The Lower Stony Creek Dam Wall at the south end of the Lower Stony Creek Reservoir including the two valve houses, one containing an original outlet valve and a timber door.
The Lower Stony Creek Dam Wall is the first mass concrete gravity dam wall constructed in Victoria and Australia. It is the third such structure of its type in the world, being constructed soon after Boyds Corner (1872) in the United States and Perolles in Switzerland (1872). It was constructed between February 1873 and June 1874 as part of Geelong's first water supply system, after the failure of the scheme's first dam wall, an earthen structure at the Upper Stony Creek Dam five kilometres upstream. Building a dam wall at Lower Stony Creek presented challenges because the narrowness of the site made the cost of traditional construction methods (earth with puddled clay core) prohibitive. George Gordon, a Scottish engineer was responsible for the design, and Edward Dobson, an English engineer, was responsible for the construction. They pioneered the use of a new material - Portland cement concrete - and used the innovative design principles of Scottish civil engineer WJM Rankine. In 1874 the successful construction of a gravity dam involving the use of about 4,000 cubic metres of concrete, represented a significant technical advance. The Lower Stony Creek Reservoir supplied water to the Geelong area for more than 120 years. It was decommissioned in 2001, and subsequently included in the Brisbane Ranges National Park under the management of Parks Victoria.
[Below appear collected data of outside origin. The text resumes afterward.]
//! Forward-only version walk over an untyped payload
//!
//! Rules:
//! - absent payload or unknown version: nothing to do
//! - stored version newer than target: VersionInversion, payload untouched
//! - equal versions: nothing to do
//! - otherwise every handler keyed in `[stored, target)` runs once, ascending
//!
//! Collection payloads are sequences; each handler is applied to every
//! element before the next version starts.

use tracing::{debug, error, info};

use super::errors::{MigrationError, MigrationResult};
use super::handler::MigrationTable;
use crate::document::Document;
use crate::metadata::StoreShape;

/// Identifies the store being migrated, for error context and logs.
#[derive(Debug, Clone, Copy)]
pub struct MigrationContext<'a> {
    pub uid: &'a str,
    pub shape: StoreShape,
}

impl<'a> MigrationContext<'a> {
    pub fn new(uid: &'a str, shape: StoreShape) -> Self {
        Self { uid, shape }
    }
}

/// What a migration run did.
#[derive(Debug, Clone, Default, PartialEq, Eq)]
pub struct MigrationOutcome {
    /// Source versions of the handlers that ran, in order
    pub applied: Vec<u32>,
}

impl MigrationOutcome {
    pub fn migrated(&self) -> bool {
        !self.applied.is_empty()
    }
}

/// Migrates `payload` from `source_version` up to `target_version`.
///
/// The document may be partially rewritten when an error is returned;
/// callers must discard it.
pub fn migrate(
    ctx: MigrationContext<'_>,
    target_version: u32,
    table: &MigrationTable,
    payload: Option<&mut Document>,
    source_version: Option<u32>,
) -> MigrationResult<MigrationOutcome> {
    let (Some(payload), Some(source)) = (payload, source_version) else {
        return Ok(MigrationOutcome::default());
    };

    if source > target_version {
        error!(
            uid = ctx.uid,
            stored = source,
            current = target_version,
            "Stored payload is newer than running code"
        );
        return Err(MigrationError::VersionInversion {
            uid: ctx.uid.to_string(),
            stored: source,
            current: target_version,
        });
    }

    if source == target_version || payload.is_null() {
        return Ok(MigrationOutcome::default());
    }

    if ctx.shape == StoreShape::Collection && payload.as_sequence().is_none() {
        return Err(MigrationError::PayloadShape {
            uid: ctx.uid.to_string(),
            found: payload.type_name(),
        });
    }

    let mut outcome = MigrationOutcome::default();

    for handler in table.range(source, target_version) {
        let version = handler.source_version();
        debug!(uid = ctx.uid, version, "Applying migration handler");

        if ctx.shape == StoreShape::Collection {
            let items = payload.as_sequence_mut().ok_or(MigrationError::PayloadShape {
                uid: ctx.uid.to_string(),
                found: "non-sequence",
            })?;
            for (idx, item) in items.iter_mut().enumerate() {
                handler.apply(item).map_err(|source| {
                    error!(uid = ctx.uid, version, element = idx, error = %source, "Migration handler failed");
                    MigrationError::Failed {
                        uid: ctx.uid.to_string(),
                        version,
                        element: Some(idx),
                        source,
                    }
                })?;
            }
        } else {
            handler.apply(payload).map_err(|source| {
                error!(uid = ctx.uid, version, error = %source, "Migration handler failed");
                MigrationError::Failed {
                    uid: ctx.uid.to_string(),
                    version,
                    element: None,
                    source,
                }
            })?;
        }

        outcome.applied.push(version);
    }

    if outcome.migrated() {
        info!(
            uid = ctx.uid,
            from = source,
            to = target_version,
            handlers = outcome.applied.len(),
            "Payload migrated"
        );
    }

    Ok(outcome)
}

#[cfg(test)]
mod tests {
    use super::*;
    use crate::migration::MigrationStepError;
    use serde_json::json;

    fn bump_counter(doc: &mut Document) -> Result<(), MigrationStepError> {
        let n = doc.field("n").ok().and_then(Document::as_i64).unwrap_or(0);
        doc.set_field("n", n + 1)?;
        Ok(())
    }

    fn counting_table(versions: &[u32]) -> MigrationTable {
        let mut table = MigrationTable::new();
        for &v in versions {
            table.register(v, bump_counter).unwrap();
        }
        table
    }

    const COLLECTION: MigrationContext<'static> = MigrationContext {
        uid: "test",
        shape: StoreShape::Collection,
    };
    const SINGLETON: MigrationContext<'static> = MigrationContext {
        uid: "test",
        shape: StoreShape::Singleton,
    };

    #[test]
    fn test_absent_payload_is_noop() {
        let table = counting_table(&[0]);
        let outcome = migrate(COLLECTION, 1, &table, None, Some(0)).unwrap();
        assert!(!outcome.migrated());
    }

    #[test]
    fn test_unknown_version_is_noop() {
        let table = counting_table(&[0]);
        let mut doc = Document::from(json!([{}]));
        let outcome = migrate(COLLECTION, 1, &table, Some(&mut doc), None).unwrap();
        assert!(!outcome.migrated());
        assert_eq!(doc, Document::from(json!([{}])));
    }

    #[test]
    fn test_equal_versions_is_noop() {
        let table = counting_table(&[0, 1, 2]);
        let mut doc = Document::from(json!({"n": 0}));
        let outcome = migrate(SINGLETON, 2, &table, Some(&mut doc), Some(2)).unwrap();
        assert!(!outcome.migrated());
        assert_eq!(doc.require_i64("n").unwrap(), 0);
    }

    #[test]
    fn test_inversion_fails_without_mutation() {
        let table = counting_table(&[0, 1, 2]);
        let mut doc = Document::from(json!({"n": 0}));
        let err = migrate(SINGLETON, 1, &table, Some(&mut doc), Some(2)).unwrap_err();
        assert!(matches!(
            err,
            MigrationError::VersionInversion { stored: 2, current: 1, .. }
        ));
        assert_eq!(doc.require_i64("n").unwrap(), 0);
    }

    #[test]
    fn test_singleton_handlers_run_once_each() {
        let table = counting_table(&[0, 1, 2, 3]);
        let mut doc = Document::from(json!({"n": 0}));
        let outcome = migrate(SINGLETON, 3, &table, Some(&mut doc), Some(1)).unwrap();
        assert_eq!(outcome.applied, vec![1, 2]);
        assert_eq!(doc.require_i64("n").unwrap(), 2);
    }

    #[test]
    fn test_collection_handlers_run_per_element() {
        let table = counting_table(&[0, 1]);
        let mut doc = Document::from(json!([{"n": 0}, {"n": 10}]));
        let outcome = migrate(COLLECTION, 2, &table, Some(&mut doc), Some(0)).unwrap();
        assert_eq!(outcome.applied, vec![0, 1]);
        assert_eq!(doc, Document::from(json!([{"n": 2}, {"n": 12}])));
    }

    #[test]
    fn test_missing_intermediate_handlers_skipped() {
        let table = counting_table(&[0, 4]);
        let mut doc = Document::from(json!({"n": 0}));
        let outcome = migrate(SINGLETON, 6, &table, Some(&mut doc), Some(0)).unwrap();
        assert_eq!(outcome.applied, vec![0, 4]);
    }

    #[test]
    fn test_gaps_only_is_not_migrated() {
        let table = counting_table(&[5]);
        let mut doc = Document::from(json!({"n": 0}));
        let outcome = migrate(SINGLETON, 3, &table, Some(&mut doc), Some(0)).unwrap();
        assert!(!outcome.migrated());
    }

    #[test]
    fn test_null_singleton_is_noop() {
        let table = counting_table(&[0]);
        let mut doc = Document::Null;
        let outcome = migrate(SINGLETON, 1, &table, Some(&mut doc), Some(0)).unwrap();
        assert!(!outcome.migrated());
        assert!(doc.is_null());
    }

    #[test]
    fn test_collection_payload_must_be_sequence() {
        let table = counting_table(&[0]);
        let mut doc = Document::from(json!({"n": 0}));
        let err = migrate(COLLECTION, 1, &table, Some(&mut doc), Some(0)).unwrap_err();
        assert!(matches!(err, MigrationError::PayloadShape { found: "mapping", .. }));
    }

    #[test]
    fn test_handler_failure_is_wrapped() {
        let mut table = MigrationTable::new();
        table.register(0, bump_counter).unwrap();
        table
            .register(1, |doc| {
                doc.require_str("missing")?;
                Ok(())
            })
            .unwrap();

        let mut doc = Document::from(json!([{"n": 0}]));
        let err = migrate(COLLECTION, 2, &table, Some(&mut doc), Some(0)).unwrap_err();
        match err {
            MigrationError::Failed { uid, version, element, .. } => {
                assert_eq!(uid, "test");
                assert_eq!(version, 1);
                assert_eq!(element, Some(0));
            }
            other => panic!("unexpected error: {other}"),
        }
    }
}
The Lower Stony Creek Dam Wall is located forty kilometres north of Geelong near Steiglitz. It is a curved mass concrete gravity dam wall sixteen metres high and sixty-eight metres long. Its inner face, that presented to the water, is convex, and the outer face is concave. At the base of the outer face at the centre of the dam, there are two arched valve houses, with the east one still having its original outlet valve and timber door. The dam wall is made from concrete consisting of Portland cement, broken sandstone screenings and two inch gravel rammed into cambered laminations, each layer being about fifteen centimetres thick. Both faces of the dam wall are rendered with Portland cement mortar.
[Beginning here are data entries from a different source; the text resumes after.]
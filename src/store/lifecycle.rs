//! Store lifecycle states and load outcomes
//!
//! ```text
//! Transient --load--> Loaded --mutate--> Mutated --save--> Persisted
//!     |                                     ^                 |
//!     +-------------mutate------------------+-----mutate------+
//! ```
//!
//! Dropping is terminal from any state and is modelled by consuming the
//! store, so it has no variant here.

use std::fmt;

use super::errors::StoreError;

#[derive(Debug, Clone, Copy, PartialEq, Eq)]
pub enum StoreState {
    /// Constructed; nothing loaded from storage
    Transient,
    /// Payload populated from storage
    Loaded,
    /// Payload changed in memory since the last load or save
    Mutated,
    /// Payload written to storage
    Persisted,
}

impl fmt::Display for StoreState {
    fn fmt(&self, f: &mut fmt::Formatter<'_>) -> fmt::Result {
        let name = match self {
            StoreState::Transient => "transient",
            StoreState::Loaded => "loaded",
            StoreState::Mutated => "mutated",
            StoreState::Persisted => "persisted",
        };
        write!(f, "{}", name)
    }
}

/// Result of a non-fatal `load()`.
#[derive(Debug)]
pub enum LoadOutcome {
    /// Backing storage absent or empty
    Empty,
    /// Stored content was discarded after a recoverable error (already logged)
    Skipped(StoreError),
    /// Payload populated
    Loaded {
        source_version: u32,
        migrated: bool,
    },
}

impl LoadOutcome {
    pub fn is_loaded(&self) -> bool {
        matches!(self, LoadOutcome::Loaded { .. })
    }

    pub fn migrated(&self) -> bool {
        matches!(self, LoadOutcome::Loaded { migrated: true, .. })
    }

    pub fn skipped_error(&self) -> Option<&StoreError> {
        match self {
            LoadOutcome::Skipped(err) => Some(err),
            _ => None,
        }
    }
}

#[cfg(test)]
mod tests {
    use super::*;

    #[test]
    fn test_outcome_helpers() {
        let loaded = LoadOutcome::Loaded {
            source_version: 0,
            migrated: true,
        };
        assert!(loaded.is_loaded());
        assert!(loaded.migrated());
        assert!(!LoadOutcome::Empty.is_loaded());

        let skipped = LoadOutcome::Skipped(StoreError::Misconfigured("x".into()));
        assert!(skipped.skipped_error().is_some());
    }

    #[test]
    fn test_state_display() {
        assert_eq!(StoreState::Transient.to_string(), "transient");
        assert_eq!(StoreState::Persisted.to_string(), "persisted");
    }
}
This site is part of the traditional land of the Watha Wurrung people.
How is it significant?
Lower Stony Creek dam is of historical and scientific significance to the State of Victoria. It satisfies the following criterion for inclusion in the Victorian Heritage Register:
Importance to the course, or pattern, of Victoria's cultural history
Possession of uncommon, rare or endangered aspects of Victoria's cultural history.
Importance in demonstrating a high degree of creative or technical achievement at a particular period.
Why is it significant?
Lower Stony Creek Dam Wall is significant at the State level for the following reasons:
Lower Stony Creek Dam Wall was built between February 1873 and June 1874 and is historically significant as the first mass concrete gravity dam wall in Victoria and Australia, and the third such structure of its type in the world. It was an integral part of the Geelong Water Supply System, one of Victoria's earliest town water supply systems, commencing in 1873, which underpinned Geelong's development into a thriving city, port and manufacturing centre. The construction of the Lower Stony Creek Dam Wall marked an important moment in the history of engineering in Victoria through its early use of Portland cement concrete in a large structure and the application of the principles of stability developed by the Scottish civil engineer WJM Rankine. [Criterion A]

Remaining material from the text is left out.